Task directions
Please report how many lines in the records below contain the word "DiceThrowHistory", and give nothing else.

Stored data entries
* * *

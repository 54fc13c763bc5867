//! The rethrow value function: which dice are worth throwing again.

use std::path::Path;

use rayon::prelude::*;
use yv_core::{Config, Die, DiceHand, ScoreFields, NUM_DICE};
use yv_features::{encode_outcome, encode_rethrow_input, F_RETHROW};
use yv_history::{DiceThrowData, DiceThrowHistory};
use yv_net::{Net, NetSpec, TrainOptions};

use crate::value::{fit_examples, train_options, TrainingExample, ValueError, ValueFunction};

/// Identifier the rethrow model persists under.
pub const DICE_RETHROW_MODEL_ID: &str = "dice_rethrow";

/// Candidate masks enumerated per decision: every subset of 5 positions.
pub const RETHROW_CANDIDATES: usize = 1 << NUM_DICE;

/// Hidden stack of the rethrow net, between the 48 inputs and the scalar head.
const WIDTHS: [usize; 5] = [F_RETHROW, 48, 42, 32, 1];

/// A subset of dice positions to throw again, stored as the enumeration
/// pattern: bit `4 - p` selects position `p`.
#[derive(Debug, Clone, Copy, PartialEq, Eq)]
pub struct Rethrow(u8);

impl Rethrow {
    /// Keep every die.
    pub const NONE: Rethrow = Rethrow(0);

    pub fn pattern(self) -> u8 {
        self.0
    }

    /// Position indices to throw again, ascending.
    pub fn positions(self) -> Vec<usize> {
        (0..NUM_DICE)
            .filter(|&p| self.0 & (1u8 << (NUM_DICE - 1 - p)) != 0)
            .collect()
    }

    pub fn is_empty(self) -> bool {
        self.0 == 0
    }
}

/// Estimates the expected final score of a partially-masked hand, and
/// searches the 32 rethrow subsets with it.
pub struct DiceRethrowValue {
    net: Net,
    opts: TrainOptions,
}

impl DiceRethrowValue {
    pub fn new(seed: u64) -> Result<Self, ValueError> {
        Ok(Self {
            net: Net::new(NetSpec::dense(&WIDTHS), seed)?,
            opts: TrainOptions::default(),
        })
    }

    pub fn with_config(cfg: &Config) -> Result<Self, ValueError> {
        Ok(Self {
            net: Net::new(NetSpec::dense(&WIDTHS), cfg.model.seed)?,
            opts: train_options(&cfg.training),
        })
    }

    /// Expected final score for a hand (possibly masked), throw number and
    /// board state.
    pub fn predict_state(
        &self,
        hand: &DiceHand,
        throw_number: u8,
        fields: &ScoreFields,
    ) -> Result<f32, ValueError> {
        let input = encode_rethrow_input(hand, throw_number, fields)?;
        Ok(self.net.predict(&input)?)
    }

    /// One training pass over a completed game: one example per recorded
    /// throw, every target the game's normalized final score. Returns the
    /// mean absolute error of the pass.
    pub fn train(&mut self, history: &impl DiceThrowHistory) -> Result<f32, ValueError> {
        let examples = rethrow_examples(&history.dice_throw_data())?;
        fit_examples(&mut self.net, &self.opts, &examples)
    }

    /// Pick the most promising subset of dice to throw again.
    ///
    /// All 32 subsets are evaluated; the earliest strict maximum above a 0.0
    /// baseline wins, so an all-nonpositive landscape keeps every die.
    pub fn decide_dice_throw(
        &self,
        fields: &ScoreFields,
        throw_number: u8,
        hand: &DiceHand,
    ) -> Result<Rethrow, ValueError> {
        best_rethrow_by(hand, |candidate| {
            self.predict_state(candidate, throw_number, fields)
        })
    }
}

impl ValueFunction for DiceRethrowValue {
    fn model_id(&self) -> &'static str {
        DICE_RETHROW_MODEL_ID
    }

    fn num_inputs(&self) -> usize {
        self.net.num_inputs()
    }

    fn predict(&self, features: &[f32]) -> Result<f32, ValueError> {
        Ok(self.net.predict(features)?)
    }

    fn fit(&mut self, examples: &[TrainingExample]) -> Result<f32, ValueError> {
        fit_examples(&mut self.net, &self.opts, examples)
    }

    fn save(&self, dir: &Path) -> Result<(), ValueError> {
        Ok(self.net.save(dir, DICE_RETHROW_MODEL_ID)?)
    }

    fn load(&mut self, dir: &Path) -> Result<(), ValueError> {
        Ok(self.net.load(dir, DICE_RETHROW_MODEL_ID)?)
    }
}

/// Encode the per-throw training view of a completed game.
pub fn rethrow_examples(data: &DiceThrowData) -> Result<Vec<TrainingExample>, ValueError> {
    let n = data.die.len();
    if data.throw_number.len() != n || data.score_fields.len() != n || data.outputs.len() != n {
        return Err(ValueError::InvalidInput {
            msg: "dice-throw history columns must have equal length",
        });
    }
    let mut examples = Vec::with_capacity(n);
    for i in 0..n {
        let hand = DiceHand::known(data.die[i]);
        let features = encode_rethrow_input(&hand, data.throw_number[i], &data.score_fields[i])?;
        examples.push(TrainingExample {
            features: features.to_vec(),
            target: encode_outcome(data.outputs[i])?,
        });
    }
    Ok(examples)
}

fn masked_hand(hand: &DiceHand, pattern: u8) -> DiceHand {
    let mut out = *hand;
    for p in 0..NUM_DICE {
        if pattern & (1u8 << (NUM_DICE - 1 - p)) != 0 {
            out.0[p] = Die::Unknown;
        }
    }
    out
}

/// The 32-candidate subset search, generic over the evaluator so fixed
/// predictors can drive it in tests.
///
/// Candidates are evaluated in parallel but compared in enumeration order
/// (patterns 0..=31 ascending), preserving the earliest-maximum tie-break.
pub(crate) fn best_rethrow_by<E>(hand: &DiceHand, eval: E) -> Result<Rethrow, ValueError>
where
    E: Fn(&DiceHand) -> Result<f32, ValueError> + Sync,
{
    if !hand.is_fully_known() {
        return Err(ValueError::InvalidInput {
            msg: "rethrow decisions need a fully-known hand",
        });
    }
    let values: Vec<f32> = (0..RETHROW_CANDIDATES)
        .into_par_iter()
        .map(|pattern| eval(&masked_hand(hand, pattern as u8)))
        .collect::<Result<_, _>>()?;

    let mut best = Rethrow::NONE;
    let mut max_value = 0.0f32;
    for (pattern, &value) in values.iter().enumerate() {
        if value > max_value {
            max_value = value;
            best = Rethrow(pattern as u8);
        }
    }
    Ok(best)
}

* * *

The completed task
2